Cycloalkylmethyl radicals. Part 8. A conformational study of dioxa- and dithia-cyclohexylmethyl radicals by EPR spectroscopy

Abstract

The conformations of some six-membered oxygen- and sulphur-containing heterocyclic rings have been investigated by EPR spectroscopy using the methylenyl group, CH₂˙, directly attached to a ring carbon atom as a, ‘spin probe’. For the 2-oxacyclohexylmethyl radical the CH₂˙ group has a ‘conformational free energy’ preference for the equatorial position, –ΔG°₂₇₃= 1.4 kcal mol^–1, which is about twice as large as the 0.7 kcal mol^–1 found previously for cyclohexylmethyl.
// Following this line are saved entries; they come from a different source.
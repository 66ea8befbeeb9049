//! Filter Abstract Syntax Tree
//!
//! The parser produces an untyped tree; `filter::compile` checks it against
//! a schema before anything is evaluated.
//!
//! ```text
//! connection_status='connected' and signal_percent>50
//! name contains 'gateway'
//! job_submit_time>-1d
//! ```

use std::fmt;

/// Comparison operator
#[derive(Debug, Clone, Copy, PartialEq, Eq)]
pub enum Operator {
    /// Equal (=)
    Eq,
    /// Less than (<)
    Lt,
    /// Greater than (>)
    Gt,
    /// Substring match
    Contains,
    /// Prefix match
    StartsWith,
}

impl Operator {
    /// Spelling used in canonical filter text
    pub fn as_str(&self) -> &'static str {
        match self {
            Operator::Eq => "=",
            Operator::Lt => "<",
            Operator::Gt => ">",
            Operator::Contains => "contains",
            Operator::StartsWith => "startswith",
        }
    }

    /// Check whether this is a text-matching operator
    pub fn is_text_match(&self) -> bool {
        matches!(self, Operator::Contains | Operator::StartsWith)
    }
}

impl fmt::Display for Operator {
    fn fmt(&self, f: &mut fmt::Formatter<'_>) -> fmt::Result {
        f.write_str(self.as_str())
    }
}

/// Literal on the right-hand side of a comparison
#[derive(Debug, Clone, PartialEq)]
pub enum Literal {
    /// Single-quoted text
    String(String),
    /// Bare number
    Number(f64),
    /// Bare `true` / `false`
    Bool(bool),
    /// Absolute instant (Unix ms), produced by type checking
    Timestamp(i64),
    /// Offset from the request time, e.g. `-1d`
    Relative { offset_ms: i64, text: String },
}

impl fmt::Display for Literal {
    fn fmt(&self, f: &mut fmt::Formatter<'_>) -> fmt::Result {
        match self {
            Literal::String(s) => write!(f, "'{}'", s),
            Literal::Number(n) => write!(f, "{}", n),
            Literal::Bool(b) => write!(f, "{}", b),
            Literal::Timestamp(ms) => write!(f, "{}", crate::model::format_timestamp(*ms)),
            Literal::Relative { text, .. } => f.write_str(text),
        }
    }
}

/// A single `FIELD OP LITERAL` clause
#[derive(Debug, Clone, PartialEq)]
pub struct Comparison {
    pub field: String,
    pub op: Operator,
    pub literal: Literal,
    /// Byte offset of the clause in the query string
    pub position: usize,
}

impl fmt::Display for Comparison {
    fn fmt(&self, f: &mut fmt::Formatter<'_>) -> fmt::Result {
        match self.op {
            Operator::Contains | Operator::StartsWith => {
                write!(f, "{} {} {}", self.field, self.op, self.literal)
            }
            _ => write!(f, "{}{}{}", self.field, self.op, self.literal),
        }
    }
}

/// Filter expression
#[derive(Debug, Clone, PartialEq)]
pub enum Expr {
    /// Empty query, matches everything
    True,
    /// Leaf comparison
    Comparison(Comparison),
    /// Conjunction
    And(Box<Expr>, Box<Expr>),
}

impl Expr {
    /// Join two expressions with `and`
    pub fn and(self, right: Expr) -> Expr {
        match self {
            Expr::True => right,
            left => Expr::And(Box::new(left), Box::new(right)),
        }
    }

    /// Leaf comparisons in left-to-right order
    pub fn comparisons(&self) -> Vec<&Comparison> {
        let mut out = Vec::new();
        self.collect(&mut out);
        out
    }

    fn collect<'a>(&'a self, out: &mut Vec<&'a Comparison>) {
        match self {
            Expr::True => {}
            Expr::Comparison(c) => out.push(c),
            Expr::And(left, right) => {
                left.collect(out);
                right.collect(out);
            }
        }
    }
}

#[cfg(test)]
mod tests {
    use super::*;

    fn cmp(field: &str, op: Operator, literal: Literal) -> Expr {
        Expr::Comparison(Comparison {
            field: field.to_string(),
            op,
            literal,
            position: 0,
        })
    }

    #[test]
    fn test_and_with_true_collapses() {
        let expr = Expr::True.and(cmp("a", Operator::Eq, Literal::Bool(true)));
        assert!(matches!(expr, Expr::Comparison(_)));
    }

    #[test]
    fn test_comparisons_in_order() {
        let expr = cmp("a", Operator::Eq, Literal::Number(1.0))
            .and(cmp("b", Operator::Gt, Literal::Number(2.0)))
            .and(cmp("c", Operator::Contains, Literal::String("x".into())));

        let fields: Vec<_> = expr.comparisons().iter().map(|c| c.field.as_str()).collect();
        assert_eq!(fields, vec!["a", "b", "c"]);
    }

    #[test]
    fn test_display() {
        let expr = cmp("name", Operator::Contains, Literal::String("gw".into()));
        let Expr::Comparison(c) = expr else { unreachable!() };
        assert_eq!(c.to_string(), "name contains 'gw'");
    }
}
The equatorial preference of the CH₂˙ group is still greater in (1,3-dioxan-2-yl)methyl radicals; indeed, even with the cis-(5-tert-butyl-1,3-dioxan-2-yl)methyl radical the CH₂˙ group was equatorial and the tert-butyl group axial. The CH₂˙ group in (1,3-dioxan-5-yl)methyl also exhibits a strong preference for the equatorial position (ΔG° > ca. 1.5 kcal mol^–1), but with cis-(2-methyl-1,3-dioxan-5-yl)methyl it is the methyl group which is equatorial and the CH₂˙ group axial. These and other axial/equatorial conformational preferences and the rotational conformational preference of the plane of the CH₂˙ group with respect to the C_β–H_β bond are rationalized in terms of subtle steric factors which involve 1,3-axial/axial interactions, or lack thereof, and the variation in the lengths of C–C, C–O and C–S bonds.